O.P. Bahl

Effect of load on the mechanical properties of carbon fibres from pan precursor

Abstract A detailed study of the effect of tension during low temperature stabilisation on the mechanical properties of carbon fibres (HTT 1000°C) has been carried out. Best properties are attained even where the fibre has an ultimate shrinkage of about 7 percent, a result in contrast with the previous belief of obtaining maximum mechanical properties only with ultimate elongation during early stabilisation. To explain this behaviour, various other experiments with varying load conditions have been performed and are described here.

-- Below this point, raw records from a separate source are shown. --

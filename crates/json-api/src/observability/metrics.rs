//! Prometheus metrics collection and exposition endpoint.

use std::sync::OnceLock;

use prometheus::{
    Encoder, HistogramOpts, HistogramVec, IntCounterVec, IntGauge, Opts, Registry, TextEncoder,
    core::Collector,
};
use salvo::{
    Request, Response, handler,
    http::{
        StatusCode,
        header::{CONTENT_TYPE, HeaderValue},
    },
};
use tracing::error;

#[derive(Debug)]
struct StorefrontMetrics {
    registry: Registry,
    requests_total: IntCounterVec,
    request_duration_seconds: HistogramVec,
    requests_in_flight: IntGauge,
    checkouts_created_total: IntCounterVec,
    coupon_rejections_total: IntCounterVec,
}

static METRICS: OnceLock<Option<StorefrontMetrics>> = OnceLock::new();

#[derive(Debug)]
pub(super) struct InFlightRequestGuard {
    tracked: bool,
}

impl InFlightRequestGuard {
    pub(super) fn track() -> Self {
        if let Some(metrics) = metrics() {
            metrics.requests_in_flight.inc();
            return Self { tracked: true };
        }

        Self { tracked: false }
    }
}

impl Drop for InFlightRequestGuard {
    fn drop(&mut self) {
        if self.tracked
            && let Some(metrics) = metrics()
        {
            metrics.requests_in_flight.dec();
        }
    }
}

pub(super) fn observe_request(method: &str, route: &str, status_code: u16, duration_seconds: f64) {
    let Some(metrics) = metrics() else {
        return;
    };

    let status_class = status_class(status_code);
    let status_code = status_code.to_string();

    metrics
        .requests_total
        .with_label_values(&[method, route, status_class, status_code.as_str()])
        .inc();

    metrics
        .request_duration_seconds
        .with_label_values(&[method, route])
        .observe(duration_seconds);
}

/// Count a placed order by where its lines came from (`direct` or `cart`).
pub(crate) fn record_checkout_created(source: &str) {
    if let Some(metrics) = metrics() {
        metrics
            .checkouts_created_total
            .with_label_values(&[source])
            .inc();
    }
}

/// Count a coupon refused at checkout or preview, by rejection reason.
pub(crate) fn record_coupon_rejection(reason: &str) {
    if let Some(metrics) = metrics() {
        metrics
            .coupon_rejections_total
            .with_label_values(&[reason])
            .inc();
    }
}

#[handler]
pub(crate) async fn metrics_handler(_req: &mut Request, res: &mut Response) {
    let Some(metrics) = metrics() else {
        res.status_code(StatusCode::INTERNAL_SERVER_ERROR);
        return;
    };

    let encoder = TextEncoder::new();
    let metric_families = metrics.registry.gather();

    let mut encoded = Vec::new();

    if let Err(source) = encoder.encode(&metric_families, &mut encoded) {
        error!("failed to encode metrics response: {source}");
        res.status_code(StatusCode::INTERNAL_SERVER_ERROR);

        return;
    }

    let content_type = match HeaderValue::from_str(encoder.format_type()) {
        Ok(value) => value,
        Err(source) => {
            error!("failed to encode metrics content type header: {source}");
            res.status_code(StatusCode::INTERNAL_SERVER_ERROR);

            return;
        }
    };

    res.headers_mut().insert(CONTENT_TYPE, content_type);
    res.render(String::from_utf8_lossy(&encoded).into_owned());
}

fn metrics() -> Option<&'static StorefrontMetrics> {
    METRICS.get_or_init(build_metrics).as_ref()
}

fn counter_vec(name: &str, help: &str, labels: &[&str]) -> Option<IntCounterVec> {
    match IntCounterVec::new(Opts::new(name, help), labels) {
        Ok(metric) => Some(metric),
        Err(source) => {
            error!("failed to create {name} metric: {source}");
            None
        }
    }
}

fn register<C>(registry: &Registry, name: &str, collector: &C) -> Option<()>
where
    C: Collector + Clone + 'static,
{
    match registry.register(Box::new(collector.clone())) {
        Ok(()) => Some(()),
        Err(source) => {
            error!("failed to register {name} metric: {source}");
            None
        }
    }
}

fn build_metrics() -> Option<StorefrontMetrics> {
    let registry = Registry::new();

    let requests_total = counter_vec(
        "storefront_json_http_requests_total",
        "Total HTTP requests partitioned by method, route, status class, and status code.",
        &["method", "route", "status_class", "status_code"],
    )?;

    let request_duration_seconds = match HistogramVec::new(
        HistogramOpts::new(
            "storefront_json_http_request_duration_seconds",
            "HTTP request duration in seconds partitioned by method and route.",
        )
        .buckets(vec![
            0.001, 0.0025, 0.005, 0.01, 0.025, 0.05, 0.1, 0.25, 0.5, 1.0, 2.5, 5.0, 10.0,
        ]),
        &["method", "route"],
    ) {
        Ok(metric) => metric,
        Err(source) => {
            error!("failed to create request_duration metric: {source}");
            return None;
        }
    };

    let requests_in_flight = match IntGauge::with_opts(Opts::new(
        "storefront_json_http_requests_in_flight",
        "Current number of in-flight HTTP requests.",
    )) {
        Ok(metric) => metric,
        Err(source) => {
            error!("failed to create in-flight gauge metric: {source}");
            return None;
        }
    };

    let checkouts_created_total = counter_vec(
        "storefront_checkouts_created_total",
        "Orders placed, partitioned by whether they came from explicit items or the cart.",
        &["source"],
    )?;

    let coupon_rejections_total = counter_vec(
        "storefront_coupon_rejections_total",
        "Coupons refused at checkout or preview, partitioned by reason.",
        &["reason"],
    )?;

    register(&registry, "requests_total", &requests_total)?;
    register(&registry, "request_duration", &request_duration_seconds)?;
    register(&registry, "in-flight gauge", &requests_in_flight)?;
    register(&registry, "checkouts_created", &checkouts_created_total)?;
    register(&registry, "coupon_rejections", &coupon_rejections_total)?;

    Some(StorefrontMetrics {
        registry,
        requests_total,
        request_duration_seconds,
        requests_in_flight,
        checkouts_created_total,
        coupon_rejections_total,
    })
}

fn status_class(status_code: u16) -> &'static str {
    match status_code {
        100..=199 => "1xx",
        200..=299 => "2xx",
        300..=399 => "3xx",
        400..=499 => "4xx",
        500..=599 => "5xx",
        _ => "other",
    }
}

Characterisation of acrylic fibres used for making carbon fibres

Abstract Various PAN fibres have been characterised by using different techniques such as; mechanical testing, X-ray studies and molecular weight distribution analysis. A direct relationship between the primary Youngs modulus of the precursor and the Youngs modulus of the carbon fibre developed therefrom has been established for the first time.

Role of oxygen during thermal stabilisation of pan fibres

Abstract PAN fibres are to be heated in the presence of an oxidising atmosphere before carbonisation. Infra-red spectra of heat treated PAN fibres show variation in the intensities of some old peaks and development of new peaks suggesting that three main reactions take place namely cyclisation, dehydrogenation and uptake of oxygen in the form of hydroxyl, carbonyl and carboxyl groups. Initiation as well as propagation of these reactions depends on the nature of the polymer as well as on the experimental conditions. For copolymer fibres heated in the presence of oxygen, it has been found that cyclisation and dehydrogenation go on simultaneously while in the presence of air and for homopolymer fibres, dehydrogenation precedes cyclisation. This is further confirmed by DTA studies and the mechanical properties of oxidised fibres. The length of the ring sequence for fibres oxidised in the presence of oxygen is found to be shorter than that of air and nitrogen treated fibres.

Infrared spectral studies of preoxidized PAN fibres incorporated with cuprous chloride additive

Abstract Polyacrylonitrile (PAN) fibres, pretreated with cuprous chloride have been converted into carbon fibres with mechanical properties much higher than those obtained from untreated precursor. Infrared spectroscopy has been used to characterize the oxidized fibres in order to understand the reasons for superior performance of CuCl treated PAN fibres.

Treatment of pan fibres with SO2 and development of carbon fibres therefrom

Abstract High performance carbon fibres have been obtained by low temperature treatment of polyacrylonitrile (PAN) fibres in an atmosphere of SO 2 , before pyrolysis to 1000°C. The shrinkage behaviour, aromatisation index and the mechanical properties have been critically examined. These results are compared with those of the air-treated fibres. The process has been found to be much quicker and the strength of the carbon fibres so obtained is about 25% higher than that those prepared by the conventional air-pretreatment method.

Reducing treatment of overoxidized PAN fibres for making carbon fibres

Abstract The tensile strength of carbon fibres developed from overoxidized PAN fibres and later reduced with pyrogallol solution has been found to be 25% better than that obtained by conventional methods. There is, however, no effect of such treatment on the Youngs modulus of the fibres. Infrared analysis of the stabilized fibres shows a considerable decrease in the intensity of the oxygen-containing functional groups after reducing treatment of the fibres. The new model proposed for overstabilized PAN fibres agrees satisfactorily with the observations.

A novel method of improving the Young's modulus of carbon fibres

Abstract Carbon fibres possessing a Youngs modulus of about 24 × 106 psi have been made from PAN fibres by heating up to 1000°C. The conventional method of improving the modulus further is to heat treat the fibres to higher temperatures which adds to the cost of the fibres because of the high energy consumption. A novel method has been devised wherein the Youngs modulus can be improved by about 20%. The energy consumed in this method is about 5 Wh as compared to about 200 Wh to achieve a similar increase for the same amount of the fibre following the conventional method of thermal heating. These fibres have been characterised by infrared spectroscopy.